The consequences are so large that it is worth while to devote a critical column to the foundations of the neoclassical paradigm. Here it is obvious to analyse the experiences of the (former) planned economies, notably in Eastern Europe. How do their economists judge the viability of the centrally planned economy? And in what way do they interpret concepts such as utility and profit, and their optimization?
In the eighteenth century the economist Adam Smith developed the idea that the economy has an inner tendency, as it were guided by an "invisible hand", to move towards the optimal equilibrium1. In the nineteenth century the economist Léon Walras elaborated on this diea, and developed a mathematical equilibrium model. In the beginning the model was simply an exchange economy, but later it was extended with a production system. This is now called the competitive equilibrium, because it is assumed that the producers maximize their profit.

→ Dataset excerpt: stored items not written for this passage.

//! Resolution of contract names to deployable bytecode, and library linking

use std::{
    collections::{BTreeMap, HashMap},
    fs,
    path::{Path, PathBuf},
};

use alloy::{
    hex,
    json_abi::{Constructor, JsonAbi},
    primitives::{Address, Bytes},
};
use serde::Deserialize;

use crate::{
    constants::{
        ARTIFACT_EXTENSION, BUILD_INFO_DIR, LINK_PLACEHOLDER_MARKER, NUM_BYTES_ADDRESS,
    },
    errors::ScriptError,
};

/// A lookup from contract names to compiled artifacts
pub trait ArtifactSource {
    /// Resolve the artifact for the given contract name
    fn resolve(&self, name: &str) -> Result<Artifact, ScriptError>;
}

/// The byte range of a library placeholder within unlinked bytecode
#[derive(Debug, Clone, Copy, PartialEq, Eq, Deserialize)]
pub struct LinkOffset {
    /// The offset of the placeholder, in bytes
    pub start: usize,
    /// The length of the placeholder, in bytes
    pub length: usize,
}

/// The placeholders for a single library within unlinked bytecode
#[derive(Debug, Clone, PartialEq, Eq)]
pub struct LinkReference {
    /// The source file defining the library
    pub source: String,
    /// The library's name
    pub library: String,
    /// Every placeholder for the library
    pub offsets: Vec<LinkOffset>,
}

impl LinkReference {
    /// Whether the given name refers to this library, either plainly
    /// (`Utils`) or fully qualified (`src/Utils.sol:Utils`)
    pub fn matches(&self, name: &str) -> bool {
        name == self.library || name == format!("{}:{}", self.source, self.library)
    }
}

/// A compiled contract, possibly awaiting library addresses
#[derive(Debug, Clone, PartialEq)]
pub struct Artifact {
    /// The contract name
    pub name: String,
    /// The contract ABI, when the artifact carries one
    pub abi: Option<JsonAbi>,
    /// The creation bytecode as hex, without the `0x` prefix.
    /// Placeholders are not valid hex until linked.
    bytecode: String,
    /// The libraries the bytecode must be linked against
    link_references: Vec<LinkReference>,
}

/// The subset of a Hardhat artifact file used for deployment
#[derive(Deserialize)]
#[serde(rename_all = "camelCase")]
struct HardhatArtifact {
    /// The contract name
    contract_name: String,
    /// The contract ABI
    #[serde(default)]
    abi: Option<JsonAbi>,
    /// The unlinked creation bytecode
    bytecode: String,
    /// Library placeholders, keyed by source file then library name
    #[serde(default)]
    link_references: BTreeMap<String, BTreeMap<String, Vec<LinkOffset>>>,
}

impl Artifact {
    /// An artifact with the given creation bytecode
    pub fn new(name: &str, bytecode: &str) -> Self {
        Self {
            name: name.to_string(),
            abi: None,
            bytecode: bytecode.trim_start_matches("0x").to_string(),
            link_references: Vec::new(),
        }
    }

    /// Attach an ABI to the artifact
    pub fn with_abi(mut self, abi: JsonAbi) -> Self {
        self.abi = Some(abi);
        self
    }

    /// Record a library placeholder in the bytecode
    pub fn with_link_reference(
        mut self,
        source: &str,
        library: &str,
        offsets: &[LinkOffset],
    ) -> Self {
        self.link_references.push(LinkReference {
            source: source.to_string(),
            library: library.to_string(),
            offsets: offsets.to_vec(),
        });
        self
    }

    /// Parse an artifact in the format Hardhat writes to its artifacts directory
    pub fn from_hardhat_json(json: &str) -> Result<Self, ScriptError> {
        let parsed: HardhatArtifact =
            serde_json::from_str(json).map_err(|e| ScriptError::ArtifactParsing(e.to_string()))?;

        if !parsed.bytecode.is_ascii() {
            return Err(ScriptError::ArtifactParsing(format!(
                "bytecode of {} is not hex",
                parsed.contract_name
            )));
        }

        let mut artifact = Artifact::new(&parsed.contract_name, &parsed.bytecode);
        artifact.abi = parsed.abi;
        for (source, libraries) in parsed.link_references {
            for (library, offsets) in libraries {
                artifact = artifact.with_link_reference(&source, &library, &offsets);
            }
        }

        Ok(artifact)
    }

    /// The libraries the bytecode references
    pub fn link_references(&self) -> &[LinkReference] {
        &self.link_references
    }

    /// The constructor declared in the artifact's ABI, if any
    pub fn constructor(&self) -> Option<&Constructor> {
        self.abi.as_ref().and_then(|abi| abi.constructor.as_ref())
    }

    /// Substitute the given library addresses into the bytecode.
    ///
    /// Every referenced library must be supplied, and every supplied library
    /// must be referenced.
    pub fn link(&self, libraries: &BTreeMap<String, Address>) -> Result<Bytes, ScriptError> {
        if let Some(unused) = libraries
            .keys()
            .find(|name| !self.link_references.iter().any(|r| r.matches(name)))
        {
            return Err(ScriptError::Linking(format!(
                "{} does not reference library {}",
                self.name, unused
            )));
        }

        let mut code = self.bytecode.as_bytes().to_vec();
        for reference in &self.link_references {
            let address = libraries
                .iter()
                .find_map(|(name, address)| reference.matches(name).then_some(address))
                .ok_or_else(|| {
                    ScriptError::Linking(format!(
                        "{} requires library {} which was not linked",
                        self.name, reference.library
                    ))
                })?;
            let address_hex = hex::encode(address);

            for offset in &reference.offsets {
                if offset.length != NUM_BYTES_ADDRESS {
                    return Err(ScriptError::Linking(format!(
                        "placeholder for {} spans {} bytes",
                        reference.library, offset.length
                    )));
                }

                // Offsets are in bytes, the bytecode is hex
                let range = offset
                    .start
                    .checked_mul(2)
                    .and_then(|start| Some(start..start.checked_add(offset.length * 2)?));
                let placeholder = range.and_then(|r| code.get_mut(r)).ok_or_else(|| {
                    ScriptError::Linking(format!(
                        "placeholder for {} lies outside the bytecode of {}",
                        reference.library, self.name
                    ))
                })?;
                placeholder.copy_from_slice(address_hex.as_bytes());
            }
        }

        if code
            .windows(LINK_PLACEHOLDER_MARKER.len())
            .any(|w| w == LINK_PLACEHOLDER_MARKER.as_bytes())
        {
            return Err(ScriptError::Linking(format!(
                "bytecode of {} has an unresolved library placeholder",
                self.name
            )));
        }

        hex::decode(&code)
            .map(Bytes::from)
            .map_err(|e| ScriptError::ArtifactParsing(e.to_string()))
    }
}

/// Artifacts read from a Hardhat `artifacts/` directory
#[derive(Debug, Clone)]
pub struct HardhatArtifacts {
    /// The root of the artifacts directory
    root: PathBuf,
}

impl HardhatArtifacts {
    /// Constructor
    pub fn new(root: impl Into<PathBuf>) -> Self {
        Self { root: root.into() }
    }

    /// Find the artifact file for a contract name, which may be fully
    /// qualified as `<source path>:<contract>`
    fn find(&self, name: &str) -> Result<PathBuf, ScriptError> {
        if let Some((source, contract)) = name.rsplit_once(':') {
            let path = self
                .root
                .join(source)
                .join(format!("{contract}.{ARTIFACT_EXTENSION}"));
            return if path.is_file() {
                Ok(path)
            } else {
                Err(ScriptError::FactoryResolution(name.to_string()))
            };
        }

        let file_name = format!("{name}.{ARTIFACT_EXTENSION}");
        let mut found = Vec::new();
        collect_artifact_files(&self.root, &file_name, &mut found)?;

        match found.len() {
            0 => Err(ScriptError::FactoryResolution(name.to_string())),
            1 => Ok(found.remove(0)),
            _ => Err(ScriptError::FactoryResolution(format!(
                "{name} is ambiguous, use a fully qualified name"
            ))),
        }
    }
}

impl ArtifactSource for HardhatArtifacts {
    fn resolve(&self, name: &str) -> Result<Artifact, ScriptError> {
        let path = self.find(name)?;
        let contents = fs::read_to_string(&path)
            .map_err(|e| ScriptError::ReadFile(format!("{}: {}", path.display(), e)))?;

        Artifact::from_hardhat_json(&contents)
    }
}

/// Recursively collect files with the given name, skipping compiler outputs
fn collect_artifact_files(
    dir: &Path,
    file_name: &str,
    found: &mut Vec<PathBuf>,
) -> Result<(), ScriptError> {
    let entries = fs::read_dir(dir)
        .map_err(|e| ScriptError::ReadFile(format!("{}: {}", dir.display(), e)))?;

    for entry in entries {
        let path = entry.map_err(|e| ScriptError::ReadFile(e.to_string()))?.path();
        if path.is_dir() {
            if path.file_name().is_some_and(|n| n == BUILD_INFO_DIR) {
                continue;
            }
            collect_artifact_files(&path, file_name, found)?;
        } else if path.file_name().is_some_and(|n| n == file_name) {
            found.push(path);
        }
    }

    Ok(())
}

/// Artifacts held in memory, keyed by contract name
#[derive(Debug, Clone, Default)]
pub struct InMemoryArtifacts {
    /// The artifacts, keyed by contract name
    artifacts: HashMap<String, Artifact>,
}

impl InMemoryArtifacts {
    /// Constructor
    pub fn new() -> Self {
        Self::default()
    }

    /// Add an artifact, replacing any with the same name
    pub fn with(mut self, artifact: Artifact) -> Self {
        self.artifacts.insert(artifact.name.clone(), artifact);
        self
    }
}

impl ArtifactSource for InMemoryArtifacts {
    fn resolve(&self, name: &str) -> Result<Artifact, ScriptError> {
        self.artifacts
            .get(name)
            .cloned()
            .ok_or_else(|| ScriptError::FactoryResolution(name.to_string()))
    }
}

#[cfg(test)]
mod tests {
    use super::*;

    /// A solc-style placeholder for a library
    fn placeholder() -> String {
        format!("__${}$__", "ab".repeat(17))
    }

    /// Bytecode with a placeholder at byte offsets 2 and 23
    fn unlinked() -> Artifact {
        let bytecode = format!("0x6080{}60{}00", placeholder(), placeholder());
        let offsets = [LinkOffset { start: 2, length: 20 }, LinkOffset { start: 23, length: 20 }];
        Artifact::new("Registry", &bytecode).with_link_reference("src/Utils.sol", "Utils", &offsets)
    }

    #[test]
    fn test_link_substitutes_every_placeholder() {
        let utils = Address::repeat_byte(0x11);
        let libraries = BTreeMap::from([("Utils".to_string(), utils)]);

        let code = unlinked().link(&libraries).unwrap();

        assert_eq!(code.len(), 2 + 20 + 1 + 20 + 1);
        assert_eq!(&code[2..22], utils.as_slice());
        assert_eq!(&code[23..43], utils.as_slice());
        assert_eq!(code[0], 0x60);
    }

    #[test]
    fn test_link_accepts_fully_qualified_name() {
        let utils = Address::repeat_byte(0x22);
        let libraries = BTreeMap::from([("src/Utils.sol:Utils".to_string(), utils)]);

        let code = unlinked().link(&libraries).unwrap();
        assert_eq!(&code[2..22], utils.as_slice());
    }

    #[test]
    fn test_link_missing_library() {
        let err = unlinked().link(&BTreeMap::new()).unwrap_err();
        assert!(matches!(err, ScriptError::Linking(_)));
    }

    #[test]
    fn test_link_unreferenced_library() {
        let libraries = BTreeMap::from([
            ("Utils".to_string(), Address::repeat_byte(1)),
            ("Math".to_string(), Address::repeat_byte(2)),
        ]);

        let err = unlinked().link(&libraries).unwrap_err();
        assert!(matches!(err, ScriptError::Linking(msg) if msg.contains("Math")));
    }

    #[test]
    fn test_link_detects_unrecorded_placeholder() {
        let artifact = Artifact::new("Registry", &format!("6080{}", placeholder()));
        let err = artifact.link(&BTreeMap::new()).unwrap_err();
        assert!(matches!(err, ScriptError::Linking(_)));
    }

    #[test]
    fn test_unlinked_bytecode_passes_through() {
        let code = Artifact::new("Utils", "0x60806040").link(&BTreeMap::new()).unwrap();
        assert_eq!(code, Bytes::from(vec![0x60, 0x80, 0x60, 0x40]));
    }

    #[test]
    fn test_parse_hardhat_artifact() {
        let json = format!(
            r#"{{
                "_format": "hh-sol-artifact-1",
                "contractName": "Registry",
                "sourceName": "src/Registry.sol",
                "abi": [{{"type": "constructor", "inputs": [{{"name": "owner", "type": "address"}}], "stateMutability": "nonpayable"}}],
                "bytecode": "0x6080{}00",
                "deployedBytecode": "0x",
                "linkReferences": {{"src/Utils.sol": {{"Utils": [{{"start": 2, "length": 20}}]}}}},
                "deployedLinkReferences": {{}}
            }}"#,
            placeholder()
        );

        let artifact = Artifact::from_hardhat_json(&json).unwrap();
        assert_eq!(artifact.name, "Registry");
        assert_eq!(artifact.link_references().len(), 1);
        assert_eq!(artifact.link_references()[0].library, "Utils");
        assert_eq!(artifact.constructor().map(|c| c.inputs.len()), Some(1));
    }

    #[test]
    fn test_hardhat_directory_lookup() {
        let dir = tempfile::tempdir().unwrap();
        let root = dir.path();
        let contract_dir = root.join("src").join("Utils.sol");
        fs::create_dir_all(&contract_dir).unwrap();
        fs::create_dir_all(root.join(BUILD_INFO_DIR)).unwrap();
        fs::write(
            contract_dir.join("Utils.json"),
            r#"{"contractName": "Utils", "abi": [], "bytecode": "0x6080"}"#,
        )
        .unwrap();
        fs::write(contract_dir.join("Utils.dbg.json"), r#"{"buildInfo": "x"}"#).unwrap();

        let artifacts = HardhatArtifacts::new(root);
        assert_eq!(artifacts.resolve("Utils").unwrap().name, "Utils");
        assert_eq!(artifacts.resolve("src/Utils.sol:Utils").unwrap().name, "Utils");
        assert!(matches!(
            artifacts.resolve("Missing"),
            Err(ScriptError::FactoryResolution(_))
        ));
    }

    #[test]
    fn test_offset_overflow_is_a_linking_error() {
        let artifact = Artifact::new("Registry", &format!("6080{}00", placeholder()))
            .with_link_reference(
                "src/Utils.sol",
                "Utils",
                &[LinkOffset { start: usize::MAX / 2 + 1, length: 20 }],
            );
        let libraries = BTreeMap::from([("Utils".to_string(), Address::repeat_byte(1))]);

        assert!(matches!(artifact.link(&libraries), Err(ScriptError::Linking(_))));
    }
}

Vilfredo Pareto, the successor of Walras, showed that in the general equilibrium of Walras the available means are used in an optimal way. Within the ruling property relations all resources are allocated efficiently. The consumers optimize their utility, and the producers their profit. The resulting situation is called Pareto optimal, or Pareto efficient. In short, as a reminder to the informed reader: the general market equilibrium of Walras with Pareto efficiency rests on three pillars:
It is often ignored that the neoclassical paradigm restricts the optimization to the good use of all opportunities within the ruling order. The starting point of the equilibrium model is an already existing distribution of wealth, and she can be very unjust. Even if the very skewed property relations would compulsively cause a revolution, then the ancien régime can still be Pareto efficient. Reversely, the state can modify the property relations (for instance, by means of democratic decisions), and subsequently create a Pareto optimal situation.
So the neoclassical paradigm can not determine when the optimum of the social welfare has been reached. The reason for this deficit is that the paradigm considers merely the experienced utility of the individual. It is impossible (and this opinion has been voiced first by Pareto) to measure the utility in a quantitative manner (cardinal measurement). Only the order of preferences can be determined (ordinal measurement). Moreover, the experienced utility of two individuals can not be compared. A sandwich during a plentiful dinner can be as useful as (or more than) a sandwich for a hungry homeless person2. A consequence of the statement of Pareto is that a social "cardinal" utility function could not exist3.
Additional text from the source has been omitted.